_Task brief_. Only these lines are needed: the first line of the entries below through the line with "let projects = serde_json::from_str(&raw).map_err(|e|", each returned exactly.

Entries provided section start

//! Rate limiting for requests to the generation capability.
//!
//! Several scenes' preview images can be requested at once. The limiter caps
//! how many requests are in flight and, optionally, how many start per minute.

mod config;
mod limiter;

pub use config::LimitConfig;
pub use limiter::{RequestLimiter, RequestLimiterGuard};
//! In-process persistence for tests.

use async_trait::async_trait;
use std::sync::Mutex;
use std::sync::atomic::{AtomicBool, AtomicUsize, Ordering};
use storyboard_core::Project;
use storyboard_error::{StorageError, StorageErrorKind, StoryboardResult};
use storyboard_interface::ProjectPersistence;

/// Holds the last serialized snapshot in memory.
///
/// Snapshots are stored as JSON text so loading exercises the same decoding
/// path as the filesystem backend.
#[derive(Debug, Default)]
pub struct InMemoryPersistence {
    raw: Mutex<Option<String>>,
    fail_writes: AtomicBool,
    saves: AtomicUsize,
}

impl InMemoryPersistence {
    /// Empty slot.
    pub fn new() -> Self {
        Self::default()
    }

    /// Slot pre-filled with raw text, valid or not.
    pub fn with_raw(raw: impl Into<String>) -> Self {
        Self {
            raw: Mutex::new(Some(raw.into())),
            ..Self::default()
        }
    }

    /// Make subsequent saves fail (or succeed again).
    pub fn set_fail_writes(&self, fail: bool) {
        self.fail_writes.store(fail, Ordering::SeqCst);
    }

    /// Current slot contents.
    pub fn raw(&self) -> Option<String> {
        match self.raw.lock() {
            Ok(raw) => raw.clone(),
            Err(poisoned) => poisoned.into_inner().clone(),
        }
    }

    /// Number of successful saves.
    pub fn save_count(&self) -> usize {
        self.saves.load(Ordering::SeqCst)
    }
}

#[async_trait]
impl ProjectPersistence for InMemoryPersistence {
    async fn load(&self) -> StoryboardResult<Option<Vec<Project>>> {
        let Some(raw) = self.raw() else {
            return Ok(None);
        };
        let projects = serde_json::from_str(&raw).map_err(|e| {
            StorageError::new(StorageErrorKind::Corrupt(format!("memory slot: {}", e)))
        })?;
        Ok(Some(projects))
    }

    async fn save(&self, projects: &[Project]) -> StoryboardResult<()> {
        if self.fail_writes.load(Ordering::SeqCst) {
            return Err(StorageError::new(StorageErrorKind::Write(
                "simulated write failure".to_string(),
            ))
            .into());
        }

        let text = serde_json::to_string(projects).map_err(|e| {
            StorageError::new(StorageErrorKind::Write(format!(
                "Failed to serialize projects: {}",
                e
            )))
        })?;
        match self.raw.lock() {
            Ok(mut raw) => *raw = Some(text),
            Err(poisoned) => *poisoned.into_inner() = Some(text),
        }
        self.saves.fetch_add(1, Ordering::SeqCst);
        Ok(())
    }

    fn backend_name(&self) -> &'static str {
        "memory"
    }
}
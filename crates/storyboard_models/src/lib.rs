//! Generation capability drivers for Storyboard.
//!
//! # Available Drivers
//!
//! - **Gemini** (Google) - Enable with `gemini` feature (default)
//! - **Mock** (scripted, no network) - Enable with `mock` feature
//!
//! # Example
//!
//! ```no_run
//! # #[cfg(feature = "gemini")]
//! # {
//! use storyboard_models::{GeminiClient, GeminiConfig};
//! use storyboard_interface::GenerationDriver;
//! use storyboard_core::{AspectRatio, GenerateRequest};
//! use storyboard_rate_limit::LimitConfig;
//!
//! # #[tokio::main]
//! # async fn main() -> Result<(), Box<dyn std::error::Error>> {
//! let client = GeminiClient::new(GeminiConfig::default(), LimitConfig::default())?;
//! let request = GenerateRequest::image("A fox in a blue scarf, Disney Pixar style", AspectRatio::Landscape);
//! let response = client.generate(&request).await?;
//! # Ok(())
//! # }
//! # }
//! ```

#[cfg(feature = "gemini")]
mod gemini;

#[cfg(feature = "mock")]
mod mock;

#[cfg(feature = "gemini")]
pub use gemini::{
    Candidate, Content, GeminiClient, GeminiConfig, GeminiRequest, GeminiResponse,
    GenerationConfig, ImageConfig, InlineData, Part, PromptFeedback,
};

#[cfg(feature = "mock")]
pub use mock::{MockDriver, MockResponse};
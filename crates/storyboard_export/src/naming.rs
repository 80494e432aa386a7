//! File names inside and of the archive.

/// Image entry name for a scene number.
///
/// Numbers are zero-padded to three digits; larger numbers keep their
/// natural width.
///
/// # Examples
///
/// ```
/// use storyboard_export::image_file_name;
///
/// assert_eq!(image_file_name(7), "scene_007.png");
/// assert_eq!(image_file_name(1000), "scene_1000.png");
/// ```
pub fn image_file_name(scene_number: u32) -> String {
    format!("scene_{:03}.png", scene_number)
}

/// Archive file name for a project name.
///
/// # Examples
///
/// ```
/// use storyboard_export::archive_file_name;
///
/// assert_eq!(archive_file_name("Leo's Big Day!"), "leo_s_big_day__assets.zip");
/// ```
pub fn archive_file_name(project_name: &str) -> String {
    let slug: String = project_name
        .to_lowercase()
        .chars()
        .map(|c| if c.is_ascii_alphanumeric() { c } else { '_' })
        .collect();
    format!("{}_assets.zip", slug)
}
// Service configuration, read once at startup and passed down explicitly

use anyhow::{bail, Context, Result};
use std::path::PathBuf;
use std::str::FromStr;

pub const DEFAULT_BIND_ADDR: &str = "0.0.0.0:8080";
pub const DEFAULT_BASE_PATH: &str = "/api";
pub const DEFAULT_LANGUAGES_PATH: &str = "config/languages.json";
pub const DEFAULT_CHALLENGE_STORE: &str = "file:config/challenges";

/// Which execution layer isolates submissions
#[derive(Debug, Clone, Copy, PartialEq, Eq)]
pub enum SandboxBackend {
    /// One hardened container per run (production)
    Docker,
    /// Local child process under rlimits; no network or filesystem isolation
    Process,
}

impl FromStr for SandboxBackend {
    type Err = anyhow::Error;

    fn from_str(s: &str) -> Result<Self> {
        match s.to_ascii_lowercase().as_str() {
            "docker" => Ok(SandboxBackend::Docker),
            "process" | "local" => Ok(SandboxBackend::Process),
            other => bail!("Unknown sandbox backend '{}' (expected docker or process)", other),
        }
    }
}

/// Where challenges are read from
#[derive(Debug, Clone, PartialEq, Eq)]
pub enum StoreLocation {
    /// JSON file or directory of JSON files
    File(PathBuf),
    /// Redis URL; challenges live under `arbiter:challenge:{id}`
    Redis(String),
}

impl FromStr for StoreLocation {
    type Err = anyhow::Error;

    fn from_str(s: &str) -> Result<Self> {
        if s.starts_with("redis://") || s.starts_with("rediss://") {
            return Ok(StoreLocation::Redis(s.to_string()));
        }
        let path = s.strip_prefix("file:").unwrap_or(s);
        if path.is_empty() {
            bail!("Challenge store path is empty");
        }
        Ok(StoreLocation::File(PathBuf::from(path)))
    }
}

#[derive(Debug, Clone, Copy, PartialEq, Eq)]
pub enum LogFormat {
    Text,
    Json,
}

/// Engine-level knobs shared by the API and the CLI
#[derive(Debug, Clone)]
pub struct EngineConfig {
    pub backend: SandboxBackend,
    /// Parent directory for per-invocation workspaces
    pub workspace_root: PathBuf,
    /// Process-wide cap on sandbox runs in flight
    pub max_concurrent_sandboxes: usize,
    /// Test cases of one request executed concurrently
    pub max_parallel_tests: usize,
    pub request_deadline_ms: u64,
}

impl Default for EngineConfig {
    fn default() -> Self {
        Self {
            backend: SandboxBackend::Docker,
            workspace_root: std::env::temp_dir(),
            max_concurrent_sandboxes: 8,
            max_parallel_tests: 4,
            request_deadline_ms: 60_000,
        }
    }
}

#[derive(Debug, Clone)]
pub struct ServiceConfig {
    pub bind_addr: String,
    pub base_path: String,
    pub languages_path: PathBuf,
    pub challenge_store: StoreLocation,
    pub log_format: LogFormat,
    /// Allowed browser origins; `None` allows any
    pub cors_origins: Option<Vec<String>>,
    pub engine: EngineConfig,
}

impl ServiceConfig {
    pub fn from_env() -> Result<Self> {
        Self::from_lookup(|key| std::env::var(key).ok())
    }

    /// Build the configuration from an arbitrary key lookup
    pub fn from_lookup<F>(lookup: F) -> Result<Self>
    where
        F: Fn(&str) -> Option<String>,
    {
        let defaults = EngineConfig::default();

        let engine = EngineConfig {
            backend: match lookup("SANDBOX_BACKEND") {
                Some(v) => v.parse()?,
                None => defaults.backend,
            },
            workspace_root: lookup("WORKSPACE_ROOT")
                .map(PathBuf::from)
                .unwrap_or(defaults.workspace_root),
            max_concurrent_sandboxes: parse_positive(
                &lookup,
                "MAX_CONCURRENT_SANDBOXES",
                defaults.max_concurrent_sandboxes,
            )?,
            max_parallel_tests: parse_positive(
                &lookup,
                "MAX_PARALLEL_TESTS",
                defaults.max_parallel_tests,
            )?,
            request_deadline_ms: parse_positive(
                &lookup,
                "REQUEST_DEADLINE_MS",
                defaults.request_deadline_ms,
            )?,
        };

        let base_path = normalize_base_path(
            &lookup("ARBITER_BASE_PATH").unwrap_or_else(|| DEFAULT_BASE_PATH.to_string()),
        );

        let log_format = match lookup("LOG_FORMAT").as_deref() {
            Some(f) if f.eq_ignore_ascii_case("json") => LogFormat::Json,
            _ => LogFormat::Text,
        };

        Ok(Self {
            bind_addr: lookup("ARBITER_BIND").unwrap_or_else(|| DEFAULT_BIND_ADDR.to_string()),
            base_path,
            languages_path: lookup("LANGUAGES_CONFIG")
                .map(PathBuf::from)
                .unwrap_or_else(|| PathBuf::from(DEFAULT_LANGUAGES_PATH)),
            challenge_store: lookup("CHALLENGE_STORE")
                .unwrap_or_else(|| DEFAULT_CHALLENGE_STORE.to_string())
                .parse()
                .context("Invalid CHALLENGE_STORE")?,
            log_format,
            cors_origins: lookup("ARBITER_CORS_ORIGINS").and_then(|raw| parse_origins(&raw)),
            engine,
        })
    }
}

fn parse_positive<F, T>(lookup: &F, key: &str, default: T) -> Result<T>
where
    F: Fn(&str) -> Option<String>,
    T: FromStr + PartialOrd + Default,
    T::Err: std::error::Error + Send + Sync + 'static,
{
    match lookup(key) {
        None => Ok(default),
        Some(raw) => {
            let value: T = raw
                .trim()
                .parse()
                .with_context(|| format!("Invalid value for {}: {}", key, raw))?;
            if value <= T::default() {
                bail!("{} must be greater than zero", key);
            }
            Ok(value)
        }
    }
}

/// Comma separated origins; empty or `*` means any origin
fn parse_origins(raw: &str) -> Option<Vec<String>> {
    let origins: Vec<String> = raw
        .split(',')
        .map(|o| o.trim().trim_end_matches('/'))
        .filter(|o| !o.is_empty())
        .map(str::to_string)
        .collect();
    if origins.is_empty() || origins.iter().any(|o| o == "*") {
        None
    } else {
        Some(origins)
    }
}

/// "/api/" -> "/api", "api" -> "/api", "/" -> ""
fn normalize_base_path(raw: &str) -> String {
    let trimmed = raw.trim().trim_matches('/');
    if trimmed.is_empty() {
        String::new()
    } else {
        format!("/{}", trimmed)
    }
}
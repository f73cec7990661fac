use crate::types::Challenge;
use redis::{AsyncCommands, RedisResult};

/// Redis key semantics for the challenge store.
/// The evaluation service only reads these keys; the CLI seeds them.

pub const CHALLENGE_PREFIX: &str = "arbiter:challenge";

/// Generate deterministic key for a challenge
pub fn challenge_key(challenge_id: &str) -> String {
    format!("{}:{}", CHALLENGE_PREFIX, challenge_id)
}

/// Store a challenge record (no TTL, content is long-lived)
pub async fn store_challenge(
    conn: &mut redis::aio::ConnectionManager,
    challenge: &Challenge,
) -> RedisResult<()> {
    let key = challenge_key(&challenge.id);
    let payload = serde_json::to_string(challenge)
        .map_err(|e| redis::RedisError::from((redis::ErrorKind::TypeError, "serialization error", e.to_string())))?;

    conn.set(&key, payload).await
}

/// Retrieve a challenge record
pub async fn get_challenge(
    conn: &mut redis::aio::ConnectionManager,
    challenge_id: &str,
) -> RedisResult<Option<Challenge>> {
    let key = challenge_key(challenge_id);
    let payload: Option<String> = conn.get(&key).await?;

    match payload {
        Some(data) => {
            let challenge: Challenge = serde_json::from_str(&data)
                .map_err(|e| redis::RedisError::from((redis::ErrorKind::TypeError, "deserialization error", e.to_string())))?;
            Ok(Some(challenge))
        }
        None => Ok(None),
    }
}

#[cfg(test)]
mod tests {
    use super::*;

    #[test]
    fn test_challenge_key_format() {
        assert_eq!(challenge_key("two-sum"), "arbiter:challenge:two-sum");
    }

    #[test]
    fn test_challenge_key_deterministic() {
        let key1 = challenge_key("64f1c0de");
        let key2 = challenge_key("64f1c0de");
        assert_eq!(key1, key2);
        assert!(key1.starts_with("arbiter:challenge:"));
    }
}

Entries provided section end

_Task result_.
//! Rate limiting for requests to the generation capability.
//!
//! Several scenes' preview images can be requested at once. The limiter caps
//! how many requests are in flight and, optionally, how many start per minute.

mod config;
mod limiter;

pub use config::LimitConfig;
pub use limiter::{RequestLimiter, RequestLimiterGuard};
//! In-process persistence for tests.

use async_trait::async_trait;
use std::sync::Mutex;
use std::sync::atomic::{AtomicBool, AtomicUsize, Ordering};
use storyboard_core::Project;
use storyboard_error::{StorageError, StorageErrorKind, StoryboardResult};
use storyboard_interface::ProjectPersistence;

/// Holds the last serialized snapshot in memory.
///
/// Snapshots are stored as JSON text so loading exercises the same decoding
/// path as the filesystem backend.
#[derive(Debug, Default)]
pub struct InMemoryPersistence {
    raw: Mutex<Option<String>>,
    fail_writes: AtomicBool,
    saves: AtomicUsize,
}

impl InMemoryPersistence {
    /// Empty slot.
    pub fn new() -> Self {
        Self::default()
    }

    /// Slot pre-filled with raw text, valid or not.
    pub fn with_raw(raw: impl Into<String>) -> Self {
        Self {
            raw: Mutex::new(Some(raw.into())),
            ..Self::default()
        }
    }

    /// Make subsequent saves fail (or succeed again).
    pub fn set_fail_writes(&self, fail: bool) {
        self.fail_writes.store(fail, Ordering::SeqCst);
    }

    /// Current slot contents.
    pub fn raw(&self) -> Option<String> {
        match self.raw.lock() {
            Ok(raw) => raw.clone(),
            Err(poisoned) => poisoned.into_inner().clone(),
        }
    }

    /// Number of successful saves.
    pub fn save_count(&self) -> usize {
        self.saves.load(Ordering::SeqCst)
    }
}

#[async_trait]
impl ProjectPersistence for InMemoryPersistence {
    async fn load(&self) -> StoryboardResult<Option<Vec<Project>>> {
        let Some(raw) = self.raw() else {
            return Ok(None);
        };
        let projects = serde_json::from_str(&raw).map_err(|e| {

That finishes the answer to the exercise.